17 de maio de 2024Rel. Min. Marco Aurélio· Plenário· MEDIDAS ALTERNATIVAS

Resumo do julgamento

São constitucionais as normas do Conselho Nacional de Justiça (CNJ) e do Conselho da Justiça Federal (CJF) que versam sobre a destinação dos recursos provenientes de prestação pecuniária fixada em substituição à prisão ou como condição para a suspensão condicional do processo ou para a transação penal.

Não cabe ao Ministério Público administrar ou disciplinar o destino de recursos que ingressam nos cofres públicos a título de sanção criminal ou de sucedâneo desta, em especial porque a destinação das prestações pecuniárias não configura elemento essencial da negociação realizada entre o Parquet e o acusado em potencial. Compete ao Poder Judiciário administrar o cumprimento da pena privativa de liberdade e de suas medidas alternativas.

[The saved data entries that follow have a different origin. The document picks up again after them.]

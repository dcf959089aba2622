//! Rendering of a [`TraceReport`] for the terminal.

use std::collections::{BTreeMap, BTreeSet};

use serde::Serialize;
use tabled::settings::Style;
use tabled::{Table, Tabled};
use termtree::Tree;

use crate::error::LbTraceError;
use crate::pipeline::TraceReport;
use crate::resolvers::{BranchScope, ResolveError, Stage};
use crate::resource::Correlation;

const NONE: &str = "-";

#[derive(Debug, Clone, Copy, Default, PartialEq, Eq, clap::ValueEnum)]
pub enum OutputFormat {
    #[default]
    Table,
    Tree,
    Json,
}

#[derive(Tabled)]
struct Row<'a> {
    #[tabled(rename = "Autoscaling group")]
    group: &'a str,
    #[tabled(rename = "Target group")]
    target_group: &'a str,
    #[tabled(rename = "Listener")]
    listener: &'a str,
}

#[derive(Serialize)]
struct FailureView<'a> {
    stage: Stage,
    identifier: &'a str,
    #[serde(skip_serializing_if = "Option::is_none")]
    branch: Option<&'a BranchScope>,
    error: String,
}

impl<'a> From<&'a ResolveError> for FailureView<'a> {
    fn from(failure: &'a ResolveError) -> Self {
        Self {
            stage: failure.stage,
            identifier: &failure.identifier,
            branch: failure.branch.as_ref(),
            error: failure.source.to_string(),
        }
    }
}

#[derive(Serialize)]
struct JsonReport<'a> {
    project: &'a str,
    stage: &'a str,
    groups: &'a BTreeMap<String, BTreeSet<String>>,
    records: &'a [Correlation],
    failures: Vec<FailureView<'a>>,
}

pub fn render(report: &TraceReport, format: OutputFormat) -> Result<String, LbTraceError> {
    match format {
        OutputFormat::Table => Ok(render_table(report)),
        OutputFormat::Tree => Ok(render_tree(report)),
        OutputFormat::Json => render_json(report),
    }
}

/// One row per record. Groups without a forwarding listener get a single
/// placeholder row so every matched group shows up.
pub fn render_table(report: &TraceReport) -> String {
    let mut rows = Vec::new();
    for group in report.groups.keys() {
        let start = rows.len();
        rows.extend(report.records_for(group).map(|r| Row {
            group,
            target_group: &r.target_group_id,
            listener: &r.listener_id,
        }));
        if rows.len() == start {
            rows.push(Row {
                group,
                target_group: NONE,
                listener: NONE,
            });
        }
    }

    Table::new(rows).with(Style::rounded()).to_string()
}

pub fn render_tree(report: &TraceReport) -> String {
    let mut root = Tree::new(format!("{} ({})", report.project, report.stage));

    for (group, target_groups) in &report.groups {
        let mut group_node = Tree::new(group.clone());
        for target_group in target_groups {
            let listeners = report
                .records_for(group)
                .filter(|r| &r.target_group_id == target_group)
                .map(|r| Tree::new(r.listener_id.clone()));
            group_node.push(Tree::new(target_group.clone()).with_leaves(listeners));
        }
        root.push(group_node);
    }

    root.to_string()
}

pub fn render_json(report: &TraceReport) -> Result<String, LbTraceError> {
    let view = JsonReport {
        project: &report.project,
        stage: &report.stage,
        groups: &report.groups,
        records: &report.records,
        failures: report.failures.iter().map(FailureView::from).collect(),
    };
    Ok(serde_json::to_string_pretty(&view)?)
}

/// One line per failure, for stderr.
pub fn failure_lines(report: &TraceReport) -> Vec<String> {
    report.failures.iter().map(|f| format!("error: {f}")).collect()
}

Nesse contexto, as resoluções impugnadas limitaram-se a regulamentar o exercício de uma competência própria do Poder Judiciário, com a finalidade de conferir uma destinação imparcial e igualitária aos valores arrecadados e, desse modo, uniformizar a prática perante os tribunais pátrios.

Ademais, a administração do cumprimento dessas medidas não tem natureza de direito penal ou processual penal, mas de regulamentação administrativa, de modo que não há que se falar, na espécie, em usurpação da competência legislativa privativa da União (CF/1988, art. 22, I).

Com base nesses entendimentos, o Plenário, por maioria, julgou improcedente a ação para assentar a constitucionalidade da Resolução CNJ nº 154/2012, e, consequentemente, do artigo 1º da Resolução CJF nº 295/2014.